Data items
[Start of Attachment]

/// What applying a response did.
#[derive(Debug, Clone, PartialEq)]
pub enum Applied {
    /// Rows delivered to the grid.
    Rows {
        /// The request answered.
        ticket: RequestTicket,
        /// Delivered rows and last-row report.
        block: RowBlock,
        /// Whether the visible window grew.
        grew: bool,
    },
    /// The response belonged to an older view or a closed session.
    Stale {
        /// The request answered.
        ticket: RequestTicket,
    },
    /// The request failed; the window is unchanged.
    Failed {
        /// The request answered.
        ticket: RequestTicket,
        /// Failure reason.
        error: RowError,
    },
}

// ============================================================================
// GridSession
// ============================================================================

/// Owner of the view, the page state, and all in-flight row requests.
///
/// This is the explicit handle a UI passes to whatever needs to push rows
/// into the grid. Methods that spawn requests must be called from within a
/// tokio runtime.
pub struct GridSession {
    view: GridView,
    source: Arc<dyn RowSource>,
    timeout: Duration,
    next_id: u64,
    pending: HashMap<u64, RowRange>,
    tx: mpsc::UnboundedSender<RowResponse>,
    rx: mpsc::UnboundedReceiver<RowResponse>,
    // `Some(generation)` while open; `None` once closed.
    epoch: watch::Sender<Option<u64>>,
    closed: bool,
}

impl GridSession {
    /// Create a session over `view` answered by `source`.
    pub fn new<S: RowSource + 'static>(view: GridView, source: S, timeout: Duration) -> Self {
        Self::from_arc(view, Arc::new(source), timeout)
    }

    /// Create a session sharing an existing source.
    pub fn from_arc(view: GridView, source: Arc<dyn RowSource>, timeout: Duration) -> Self {
        let (tx, rx) = mpsc::unbounded_channel();
        let (epoch, _) = watch::channel(Some(view.generation()));
        Self {
            view,
            source,
            timeout,
            next_id: 0,
            pending: HashMap::new(),
            tx,
            rx,
            epoch,
            closed: false,
        }
    }

    /// The current view.
    pub fn view(&self) -> &GridView {
        &self.view
    }

    /// Name of the row source.
    pub fn source_name(&self) -> &str {
        self.source.name()
    }

    /// Number of in-flight requests for the current view.
    pub fn pending(&self) -> usize {
        self.pending.len()
    }

    /// Returns `true` after [`close`](Self::close).
    pub fn is_closed(&self) -> bool {
        self.closed
    }

    /// Change the query; cancels in-flight requests if it changed.
    pub fn set_query(&mut self, raw: impl Into<String>) -> bool {
        let changed = self.view.set_query(raw);
        if changed {
            self.invalidate();
        }
        changed
    }

    /// Change the sort; cancels in-flight requests if it changed.
    pub fn set_sort(&mut self, sort: Option<SortSpec>) -> bool {
        let changed = self.view.set_sort(sort);
        if changed {
            self.invalidate();
        }
        changed
    }

    fn invalidate(&mut self) {
        if !self.pending.is_empty() {
            log::debug!(
                "Cancelling {} pending row requests (generation {})",
                self.pending.len(),
                self.view.generation()
            );
        }
        self.pending.clear();
        self.epoch.send_replace(Some(self.view.generation()));
    }

    /// Issue a deferred request for `range`.
    pub fn request_rows(&mut self, range: RowRange) -> Result<RequestTicket> {
        if self.closed {
            return Err(Error::Cancelled);
        }
        self.next_id += 1;
        let ticket = RequestTicket {
            id: self.next_id,
            generation: self.view.generation(),
            range,
        };
        self.pending.insert(ticket.id, range);
        log::debug!(
            "Row request #{} {range} (generation {})",
            ticket.id,
            ticket.generation
        );

        let snapshot = self.view.snapshot();
        let source = Arc::clone(&self.source);
        let tx = self.tx.clone();
        let mut epoch = self.epoch.subscribe();
        let timeout = self.timeout;

        tokio::spawn(async move {
            let fetch = tokio::time::timeout(timeout, source.fetch_rows(&snapshot, range));
            let outcome = tokio::select! {
                biased;
                _ = superseded(&mut epoch, ticket.generation) => {
                    log::debug!("Row request #{} dropped: view changed or session closed", ticket.id);
                    return;
                }
                result = fetch => match result {
                    Ok(Ok(block)) => Ok(block),
                    Ok(Err(e)) => Err(RowError::Source(e.to_string())),
                    Err(_) => Err(RowError::TimedOut {
                        millis: timeout.as_millis() as u64,
                    }),
                },
            };
            // The receiver is gone only if the session was dropped.
            let _ = tx.send(RowResponse { ticket, outcome });
        });

        Ok(ticket)
    }

    /// Request the block after the visible window.
    ///
    /// Returns `Ok(None)` when the window is complete or a request already
    /// covers that block.
    pub fn request_next_block(&mut self) -> Result<Option<RequestTicket>> {
        let Some(range) = self.view.next_block() else {
            return Ok(None);
        };
        if self.pending.values().any(|pending| pending.end >= range.end) {
            return Ok(None);
        }
        self.request_rows(range).map(Some)
    }

    /// Apply one response to the view.
    pub fn apply(&mut self, response: RowResponse) -> Applied {
        let RowResponse { ticket, outcome } = response;
        self.pending.remove(&ticket.id);

        if self.closed || !self.view.is_current(ticket.generation) {
            log::debug!("Discarding stale row response #{}", ticket.id);
            return Applied::Stale { ticket };
        }

        match outcome {
            Ok(block) => {
                let grew = self.view.apply_block(&block);
                log::debug!(
                    "Row response #{}: {} rows, last row {}, window {}",
                    ticket.id,
                    block.rows.len(),
                    block.last_row.as_sentinel(),
                    self.view.window_len()
                );
                Applied::Rows {
                    ticket,
                    block,
                    grew,
                }
            }
            Err(error) => {
                log::warn!("Row request #{} {} failed: {error}", ticket.id, ticket.range);
                Applied::Failed { ticket, error }
            }
        }
    }

    /// Wait for the next response and apply it.
    ///
    /// Returns `None` if nothing is pending.
    pub async fn next_applied(&mut self) -> Option<Applied> {
        if self.pending.is_empty() {
            return None;
        }
        let response = self.rx.recv().await?;
        Some(self.apply(response))
    }

    /// Apply a response if one is ready, without waiting.
    pub fn try_next_applied(&mut self) -> Option<Applied> {
        let response = self.rx.try_recv().ok()?;
        Some(self.apply(response))
    }

    /// Wait until every pending request has been answered or cancelled.
    pub async fn settle(&mut self) -> Vec<Applied> {
        let mut applied = Vec::new();
        while let Some(outcome) = self.next_applied().await {
            applied.push(outcome);
        }
        applied
    }

    /// Close the session: in-flight requests are cancelled and new ones
    /// are refused.
    pub fn close(&mut self) {
        if self.closed {
            return;
        }
        log::debug!("Closing grid session ({} pending)", self.pending.len());
        self.closed = true;
        self.pending.clear();
        self.epoch.send_replace(None);
    }
}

[End of Attachment]

The expected output is every line of the records in which the string "RowResponse" appears.

    tx: mpsc::UnboundedSender<RowResponse>,
    rx: mpsc::UnboundedReceiver<RowResponse>,
            let _ = tx.send(RowResponse { ticket, outcome });
    pub fn apply(&mut self, response: RowResponse) -> Applied {
        let RowResponse { ticket, outcome } = response;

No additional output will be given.